How To Be Together è il titolo del progetto più spericolato e utopico (curato da Chiara Organtini) che quest’anno vogliamo realizzare, anche come lascito della nostra direzione artistica a Santarcangelo: un villaggio temporaneo ecosostenibile. Sarà collocato in una magnifica area verde rigenerata del Parco dei Cappuccini, per diventare anche meta di escursioni turistiche e piacevole luogo di sosta nelle passeggiate.

How To Be Together è una residenza collettiva per un gruppo di circa 50 partecipantә, studentә delle scuole partner del progetto e artistә, selezionatә tramite open call che, sperimentando la coabitazione, immaginano comunità possibili congiungendo riflessione artistica e un’esigenza logistica reale del territorio, da sempre carente di alloggi a prezzi accessibili. È pensato come installazione temporanea ma ambisce a trasformarsi in struttura permanente in futuro: un ritorno celebrativo alle origini del Festival, noto anche per gli accampamenti liberi negli anni delle prime edizioni.
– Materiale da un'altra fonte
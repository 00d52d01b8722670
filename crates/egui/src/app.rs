use std::future::Future;
use std::sync::Arc;
use std::sync::mpsc::{self, Receiver, Sender};
use std::time::Duration;

use eframe::egui::{self, Button, Color32, RichText};
use player_core::{CpalEngine, PlaybackController, PlayerState, SessionError, ThemeMode};
use tokio::runtime::Runtime;
use tracing::{error, warn};

use crate::config::Config;
use crate::keybindings::{self, Action};
use crate::platform::{ClipboardShare, DialogSelector};
use crate::theme::{self, Palette};

type Controller = PlaybackController<DialogSelector, CpalEngine, ClipboardShare>;

const RELEASE_TIMEOUT: Duration = Duration::from_secs(2);

pub struct PlayerApp {
    controller: Arc<Controller>,
    runtime: Runtime,
    ctx: egui::Context,
    notices: Sender<Option<String>>,
    notice_rx: Receiver<Option<String>>,
    notice: Option<String>,
    applied_theme: Option<ThemeMode>,
}

impl PlayerApp {
    pub fn new(ctx: &egui::Context, runtime: Runtime, config: Config) -> Self {
        let selector = DialogSelector::new(config.picker_directory, config.audio_extensions);
        let theme = if config.dark_mode {
            ThemeMode::Dark
        } else {
            ThemeMode::Light
        };
        let controller = PlaybackController::new(
            selector,
            CpalEngine,
            ClipboardShare::new(ctx.clone()),
        )
        .with_theme(theme);

        // repaint whenever the controller publishes, including busy changes
        let mut state_rx = controller.subscribe();
        let repaint = ctx.clone();
        runtime.spawn(async move {
            while state_rx.changed().await.is_ok() {
                repaint.request_repaint();
            }
        });

        let (notices, notice_rx) = mpsc::channel();
        Self {
            controller: Arc::new(controller),
            runtime,
            ctx: ctx.clone(),
            notices,
            notice_rx,
            notice: None,
            applied_theme: None,
        }
    }

    fn dispatch(&mut self, action: Action) {
        match action {
            Action::PickMusic => self.spawn(|c| async move { c.pick_and_load().await.map(|_| ()) }),
            Action::PlayPause => {
                self.spawn(|c| async move { c.toggle_play_pause().await.map(|_| ()) })
            }
            Action::Stop => self.spawn(|c| async move { c.stop().await }),
            Action::Share => self.spawn(|c| async move { c.share().await.map(|_| ()) }),
            Action::ToggleTheme => {
                self.controller.toggle_theme();
            }
        }
    }

    /// Run one controller operation on the runtime. The outcome replaces the
    /// current notice.
    fn spawn<F, Fut>(&self, op: F)
    where
        F: FnOnce(Arc<Controller>) -> Fut,
        Fut: Future<Output = Result<(), SessionError>> + Send + 'static,
    {
        let fut = op(Arc::clone(&self.controller));
        let notices = self.notices.clone();
        let ctx = self.ctx.clone();
        self.runtime.spawn(async move {
            let notice = match fut.await {
                Ok(()) => None,
                Err(e) => {
                    warn!("{e}");
                    Some(e.to_string())
                }
            };
            // receiver only goes away with the app
            let _ = notices.send(notice);
            ctx.request_repaint();
        });
    }

    fn drain_notices(&mut self) {
        while let Ok(notice) = self.notice_rx.try_recv() {
            self.notice = notice;
        }
    }

    fn ui(&self, ui: &mut egui::Ui, state: &PlayerState, actions: &mut Vec<Action>) {
        let palette = Palette::for_mode(state.theme);

        ui.vertical_centered(|ui| {
            ui.add_space(24.0);
            ui.heading("Offline Music Player");
            ui.add_space(12.0);

            if ui.button(theme::mode_label(state.theme)).clicked() {
                actions.push(Action::ToggleTheme);
            }
            ui.add_space(12.0);

            match &state.file {
                Some(file) => ui.label(format!("Playing: {}", file.display_name())),
                None => ui.label("No file loaded"),
            };
            ui.add_space(12.0);

            let enabled = !state.busy;
            if transport_button(ui, &palette, Action::PickMusic, "Pick Music", enabled) {
                actions.push(Action::PickMusic);
            }

            let loaded = state.file.is_some();
            let toggle_label = if state.is_playing() { "Pause" } else { "Play" };
            if transport_button(ui, &palette, Action::PlayPause, toggle_label, enabled && loaded) {
                actions.push(Action::PlayPause);
            }
            if transport_button(ui, &palette, Action::Stop, "Stop", enabled && loaded) {
                actions.push(Action::Stop);
            }
            if transport_button(ui, &palette, Action::Share, "Share", enabled && loaded) {
                actions.push(Action::Share);
            }

            if let Some(notice) = &self.notice {
                ui.add_space(12.0);
                ui.colored_label(egui::Color32::RED, notice);
            }
        });
    }
}

/// Pick Music is labelled in the theme text color, the controls in white.
fn button_text(palette: &Palette, action: Action) -> Color32 {
    match action {
        Action::PickMusic => palette.text,
        _ => palette.button_text,
    }
}

fn transport_button(
    ui: &mut egui::Ui,
    palette: &Palette,
    action: Action,
    label: &str,
    enabled: bool,
) -> bool {
    let button = Button::new(RichText::new(label).color(button_text(palette, action)))
        .fill(palette.button)
        .min_size(egui::vec2(110.0, 32.0));
    ui.add_enabled(enabled, button).clicked()
}

impl eframe::App for PlayerApp {
    fn update(&mut self, ctx: &egui::Context, _frame: &mut eframe::Frame) {
        self.drain_notices();

        let state = self.controller.state();
        if self.applied_theme != Some(state.theme) {
            theme::apply(ctx, state.theme);
            self.applied_theme = Some(state.theme);
        }

        let mut actions = keybindings::pressed(ctx);
        if state.busy || state.file.is_none() {
            actions.retain(|a| !matches!(a, Action::PlayPause));
        }
        if state.busy {
            actions.retain(|a| !matches!(a, Action::PickMusic));
        }

        egui::CentralPanel::default().show(ctx, |ui| {
            self.ui(ui, &state, &mut actions);
        });

        for action in actions {
            self.dispatch(action);
        }
    }
}

/// Wait at most `limit` for `release`. Returns whether it finished.
///
/// A pick still waiting on the open dialog holds the session, so release can
/// block indefinitely; the handle is then freed when the session drops.
async fn release_within<F>(release: F, limit: Duration) -> bool
where
    F: Future<Output = Result<(), SessionError>>,
{
    match tokio::time::timeout(limit, release).await {
        Ok(Ok(())) => true,
        Ok(Err(e)) => {
            error!("failed to release audio on exit: {e}");
            true
        }
        Err(_) => {
            warn!(?limit, "session still busy on exit, skipping release");
            false
        }
    }
}

impl Drop for PlayerApp {
    fn drop(&mut self) {
        self.runtime
            .block_on(release_within(self.controller.release(), RELEASE_TIMEOUT));
    }
}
Ancora una trasformazione di Santarcangelo che abbiamo chiamato Mutaforme (dall’inglese shapeshifter): scegliamo questo aggettivo per i 50anni di un Festival che rinasce sempre dalle proprie ceneri come araba fenice, restando connesso in modo tentacolare alle sfaccettature del presente.

Viviamo nell’era del tentacolo è il titolo di un articolo in “Current Biology”, dove si sostiene che i cefalopodi stanno conquistando la Terra a causa del surriscaldamento oceanico. Seguendo questo straripamento di creature oceanine, siamo approdatә al bellissimo romanzo “Binti” della scrittrice nigeriana Nnedi Okorafor a cui il Festival si ispira: pagine popolate di creature ibride, metà umane e metà meduse che ci invitano a non avere paura, a voler bene al mostro che è in noi, che noi siamo.

 

Pensiamoci come specie compagne (companion species), convertendo l’idea di un’evoluzione biologica separata fra umani e animali in reciprocità e interdipendenza, in quest’era di crisi globali.

 

Santarcangelo 2050 avrà dunque un’intelaiatura ramificata in capitoli tematici, con una sezione chiamata H24 Accaventiquattro dedicata a recuperare e celebrare lo spirito delle origini del «Festival del Teatro in Piazza» offrendosi come nuovo agorà e tornando ad abitare gli spazi pubblici con un turbine di progetti partecipativi, in un continuo travaso fra passato e futuro, nonostante tutto.
Welcome!

 

L’immagine di copertina è quella dell’edizione del festival di quest’anno, l’immagine dentro l’articolo quella dell’edizione passata.